*What is expected*
Go through the data and copy every line in which "CoreConfig" appears.

*Provided records*
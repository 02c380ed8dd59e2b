//! Construction-time configuration for the core.

use crate::error::TaskError;

/// Sizing knobs consumed by [`crate::TaskService::new`].
#[derive(Debug, Clone)]
pub struct CoreConfig {
    /// Number of concurrent workers. Must be > 0.
    pub workers: usize,

    /// Intake queue capacity. Must be > 0.
    pub queue_capacity: usize,
}

impl Default for CoreConfig {
    fn default() -> Self {
        Self {
            workers: 4,
            queue_capacity: 64,
        }
    }
}

impl CoreConfig {
    /// Fail-fast check at startup, before any task flows.
    pub fn validate(&self) -> Result<(), TaskError> {
        if self.workers == 0 {
            return Err(TaskError::Validation("workers must be > 0".to_string()));
        }
        if self.queue_capacity == 0 {
            return Err(TaskError::Validation(
                "queue capacity must be > 0".to_string(),
            ));
        }
        Ok(())
    }
}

*Your solution*
pub struct CoreConfig {
impl Default for CoreConfig {
impl CoreConfig {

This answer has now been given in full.